▶ **EXTRACTED INFORMATION**
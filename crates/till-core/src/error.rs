//! # Error Types
//!
//! Domain-specific error types for till-core.
//!
//! ## Error Hierarchy
//! ```text
//! ┌─────────────────────────────────────────────────────────────────────────┐
//! │                         Error Types                                     │
//! │                                                                         │
//! │  till-core errors (this file)                                          │
//! │  ├── CheckoutError    - Why a checkout was rejected                    │
//! │  ├── LookupError      - A catalog/promotion store failed               │
//! │  └── ValidationError  - Catalog/coupon data is malformed               │
//! │                                                                         │
//! │  till-db errors (separate crate)                                       │
//! │  └── DbError          - Database operation failures                    │
//! │                                                                         │
//! │  API errors (apps/api)                                                 │
//! │  └── ApiError         - What HTTP clients see: { "message": ... }      │
//! │                                                                         │
//! │  Flow: DbError → LookupError → CheckoutError → ApiError → 400          │
//! └─────────────────────────────────────────────────────────────────────────┘
//! ```
//!
//! ## Design Principles
//! 1. Use `thiserror` for derive macros (not manual impl)
//! 2. Checkout messages are the exact strings clients already match on;
//!    context (product id, code) travels in the variant fields instead
//! 3. Errors are enum variants, never String

use thiserror::Error;

// =============================================================================
// Checkout Error
// =============================================================================

/// Reasons a checkout is rejected.
///
/// The first failing check aborts the whole computation, so a request only
/// ever produces one of these.
#[derive(Debug, Error)]
pub enum CheckoutError {
    /// The customer document failed the CPF checksum.
    #[error("Invalid Customer Document")]
    InvalidDocument,

    /// A line item asked for zero or fewer units.
    #[error("Invalid Product Quantity")]
    InvalidQuantity { product_id: String, quantity: i64 },

    /// The catalog has no product with this id.
    #[error("Invalid Product ID")]
    InvalidProduct { product_id: String },

    /// The same product appears on more than one line.
    ///
    /// ## User Workflow
    /// ```text
    /// items: [ {product_1, qty 1}, {product_1, qty 1} ]
    ///      │
    ///      ▼
    /// second line: product_1 already in `seen`
    ///      │
    ///      ▼
    /// DuplicateProduct { product_id: "product_1" }
    /// ```
    #[error("Cannot add the same product multiple times")]
    DuplicateProduct { product_id: String },

    /// The coupon code does not exist. Expired coupons are not an error.
    #[error("Invalid Coupon Code")]
    InvalidCoupon { code: String },

    /// A catalog or promotion store could not answer.
    #[error(transparent)]
    Lookup(#[from] LookupError),
}

impl CheckoutError {
    /// Returns true for errors caused by the request itself.
    ///
    /// `false` means a collaborator failed and retrying later may succeed.
    pub fn is_validation(&self) -> bool {
        !matches!(self, CheckoutError::Lookup(_))
    }
}

// =============================================================================
// Lookup Error
// =============================================================================

/// Failure of an external store behind `CatalogLookup` / `PromotionLookup`.
///
/// "Not found" is NOT an error here; lookups return `Ok(None)` for that.
#[derive(Debug, Error)]
pub enum LookupError {
    /// The backing store is unreachable or returned an error.
    #[error("{store} unavailable: {reason}")]
    Unavailable { store: String, reason: String },

    /// The store returned a record that cannot be turned into a domain value.
    #[error("Corrupt {store} record {key}: {reason}")]
    Corrupt {
        store: String,
        key: String,
        reason: String,
    },
}

impl LookupError {
    /// Creates an Unavailable error for the named store.
    pub fn unavailable(store: impl Into<String>, reason: impl Into<String>) -> Self {
        LookupError::Unavailable {
            store: store.into(),
            reason: reason.into(),
        }
    }
}

// =============================================================================
// Validation Error
// =============================================================================

/// Input validation errors for catalog and coupon data.
///
/// Raised before a product or coupon is written to a store.
#[derive(Debug, Error)]
pub enum ValidationError {
    /// A required field is missing or empty.
    #[error("{field} is required")]
    Required { field: String },

    /// Field value is too long.
    #[error("{field} must be at most {max} characters")]
    TooLong { field: String, max: usize },

    /// Numeric value is out of range.
    #[error("{field} must be between {min} and {max}")]
    OutOfRange { field: String, min: i64, max: i64 },

    /// Value must be positive.
    #[error("{field} must be positive")]
    MustBePositive { field: String },

    /// Invalid format (e.g., stray characters, NaN).
    #[error("{field} has invalid format: {reason}")]
    InvalidFormat { field: String, reason: String },

    /// Duplicate value (e.g., a product id inserted twice).
    #[error("{field} '{value}' already exists")]
    Duplicate { field: String, value: String },
}

// =============================================================================
// Result Type Alias
// =============================================================================

/// Convenience type alias for Results with CheckoutError.
pub type CoreResult<T> = Result<T, CheckoutError>;

// =============================================================================
// Unit Tests
// =============================================================================

#[cfg(test)]
mod tests {
    use super::*;

    #[test]
    fn test_checkout_messages_are_stable() {
        assert_eq!(
            CheckoutError::InvalidDocument.to_string(),
            "Invalid Customer Document"
        );
        assert_eq!(
            CheckoutError::InvalidQuantity {
                product_id: "product_1".to_string(),
                quantity: -1,
            }
            .to_string(),
            "Invalid Product Quantity"
        );
        assert_eq!(
            CheckoutError::InvalidProduct {
                product_id: "nope".to_string(),
            }
            .to_string(),
            "Invalid Product ID"
        );
        assert_eq!(
            CheckoutError::DuplicateProduct {
                product_id: "product_1".to_string(),
            }
            .to_string(),
            "Cannot add the same product multiple times"
        );
        assert_eq!(
            CheckoutError::InvalidCoupon {
                code: "nope".to_string(),
            }
            .to_string(),
            "Invalid Coupon Code"
        );
    }

    #[test]
    fn test_lookup_error_is_transparent() {
        let err: CheckoutError = LookupError::unavailable("catalog", "pool closed").into();
        assert_eq!(err.to_string(), "catalog unavailable: pool closed");
        assert!(!err.is_validation());
        assert!(CheckoutError::InvalidDocument.is_validation());
    }

    #[test]
    fn test_validation_error_messages() {
        let err = ValidationError::Required {
            field: "code".to_string(),
        };
        assert_eq!(err.to_string(), "code is required");

        let err = ValidationError::OutOfRange {
            field: "percentage".to_string(),
            min: 0,
            max: 100,
        };
        assert_eq!(err.to_string(), "percentage must be between 0 and 100");
    }
}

▶ **AIM OF THE EXERCISE**
Repeat the whole listing exactly. Leave nothing out.

▶ **COMPLETED TASK**
filename crates/till-core/src/error.rs
//! # Error Types
//!
//! Domain-specific error types for till-core.
//!
//! ## Error Hierarchy
//! ```text
//! ┌─────────────────────────────────────────────────────────────────────────┐
//! │                         Error Types                                     │
//! │                                                                         │
//! │  till-core errors (this file)                                          │
//! │  ├── CheckoutError    - Why a checkout was rejected                    │
//! │  ├── LookupError      - A catalog/promotion store failed               │
//! │  └── ValidationError  - Catalog/coupon data is malformed               │
//! │                                                                         │
//! │  till-db errors (separate crate)                                       │
//! │  └── DbError          - Database operation failures                    │
//! │                                                                         │
//! │  API errors (apps/api)                                                 │
//! │  └── ApiError         - What HTTP clients see: { "message": ... }      │
//! │                                                                         │
//! │  Flow: DbError → LookupError → CheckoutError → ApiError → 400          │
//! └─────────────────────────────────────────────────────────────────────────┘
//! ```
//!
//! ## Design Principles
//! 1. Use `thiserror` for derive macros (not manual impl)
//! 2. Checkout messages are the exact strings clients already match on;
//!    context (product id, code) travels in the variant fields instead
//! 3. Errors are enum variants, never String

use thiserror::Error;

// =============================================================================
// Checkout Error
// =============================================================================

/// Reasons a checkout is rejected.
///
/// The first failing check aborts the whole computation, so a request only
/// ever produces one of these.
#[derive(Debug, Error)]
pub enum CheckoutError {
    /// The customer document failed the CPF checksum.
    #[error("Invalid Customer Document")]
    InvalidDocument,

    /// A line item asked for zero or fewer units.
    #[error("Invalid Product Quantity")]
    InvalidQuantity { product_id: String, quantity: i64 },

    /// The catalog has no product with this id.
    #[error("Invalid Product ID")]
    InvalidProduct { product_id: String },

    /// The same product appears on more than one line.
    ///
    /// ## User Workflow
    /// ```text
    /// items: [ {product_1, qty 1}, {product_1, qty 1} ]
    ///      │
    ///      ▼
    /// second line: product_1 already in `seen`
    ///      │
    ///      ▼
    /// DuplicateProduct { product_id: "product_1" }
    /// ```
    #[error("Cannot add the same product multiple times")]
    DuplicateProduct { product_id: String },

    /// The coupon code does not exist. Expired coupons are not an error.
    #[error("Invalid Coupon Code")]
    InvalidCoupon { code: String },

    /// A catalog or promotion store could not answer.
    #[error(transparent)]
    Lookup(#[from] LookupError),
}

impl CheckoutError {
    /// Returns true for errors caused by the request itself.
    ///
    /// `false` means a collaborator failed and retrying later may succeed.
    pub fn is_validation(&self) -> bool {
        !matches!(self, CheckoutError::Lookup(_))
    }
}

// =============================================================================
// Lookup Error
// =============================================================================

/// Failure of an external store behind `CatalogLookup` / `PromotionLookup`.
///
/// "Not found" is NOT an error here; lookups return `Ok(None)` for that.
#[derive(Debug, Error)]
pub enum LookupError {
    /// The backing store is unreachable or returned an error.
    #[error("{store} unavailable: {reason}")]
    Unavailable { store: String, reason: String },

    /// The store returned a record that cannot be turned into a domain value.
    #[error("Corrupt {store} record {key}: {reason}")]
    Corrupt {
        store: String,
        key: String,
        reason: String,
    },
}

impl LookupError {
    /// Creates an Unavailable error for the named store.
    pub fn unavailable(store: impl Into<String>, reason: impl Into<String>) -> Self {
        LookupError::Unavailable {
            store: store.into(),
            reason: reason.into(),
        }
    }
}

// =============================================================================
// Validation Error
// =============================================================================

/// Input validation errors for catalog and coupon data.
///
/// Raised before a product or coupon is written to a store.
#[derive(Debug, Error)]
pub enum ValidationError {
    /// A required field is missing or empty.
    #[error("{field} is required")]
    Required { field: String },

    /// Field value is too long.
    #[error("{field} must be at most {max} characters")]
    TooLong { field: String, max: usize },

    /// Numeric value is out of range.
    #[error("{field} must be between {min} and {max}")]
    OutOfRange { field: String, min: i64, max: i64 },

    /// Value must be positive.
    #[error("{field} must be positive")]
    MustBePositive { field: String },

    /// Invalid format (e.g., stray characters, NaN).
    #[error("{field} has invalid format: {reason}")]
    InvalidFormat { field: String, reason: String },

    /// Duplicate value (e.g., a product id inserted twice).
    #[error("{field} '{value}' already exists")]
    Duplicate { field: String, value: String },
}

// =============================================================================
// Result Type Alias
// =============================================================================

/// Convenience type alias for Results with CheckoutError.
pub type CoreResult<T> = Result<T, CheckoutError>;

// =============================================================================
// Unit Tests
// =============================================================================

#[cfg(test)]
mod tests {
    use super::*;

    #[test]
    fn test_checkout_messages_are_stable() {
        assert_eq!(
            CheckoutError::InvalidDocument.to_string(),
            "Invalid Customer Document"
        );
        assert_eq!(
            CheckoutError::InvalidQuantity {
                product_id: "product_1".to_string(),
                quantity: -1,
            }
            .to_string(),
            "Invalid Product Quantity"
        );
        assert_eq!(
            CheckoutError::InvalidProduct {
                product_id: "nope".to_string(),
            }
            .to_string(),
            "Invalid Product ID"
        );
        assert_eq!(
            CheckoutError::DuplicateProduct {
                product_id: "product_1".to_string(),
            }
            .to_string(),
            "Cannot add the same product multiple times"
        );
        assert_eq!(
            CheckoutError::InvalidCoupon {
                code: "nope".to_string(),
            }
            .to_string(),
            "Invalid Coupon Code"
        );
    }

    #[test]
    fn test_lookup_error_is_transparent() {
        let err: CheckoutError = LookupError::unavailable("catalog", "pool closed").into();
        assert_eq!(err.to_string(), "catalog unavailable: pool closed");
        assert!(!err.is_validation());
        assert!(CheckoutError::InvalidDocument.is_validation());
    }

    #[test]
    fn test_validation_error_messages() {
        let err = ValidationError::Required {
            field: "code".to_string(),
        };
        assert_eq!(err.to_string(), "code is required");

        let err = ValidationError::OutOfRange {
            field: "percentage".to_string(),
            min: 0,
            max: 100,
        };
        assert_eq!(err.to_string(), "percentage must be between 0 and 100");
    }
}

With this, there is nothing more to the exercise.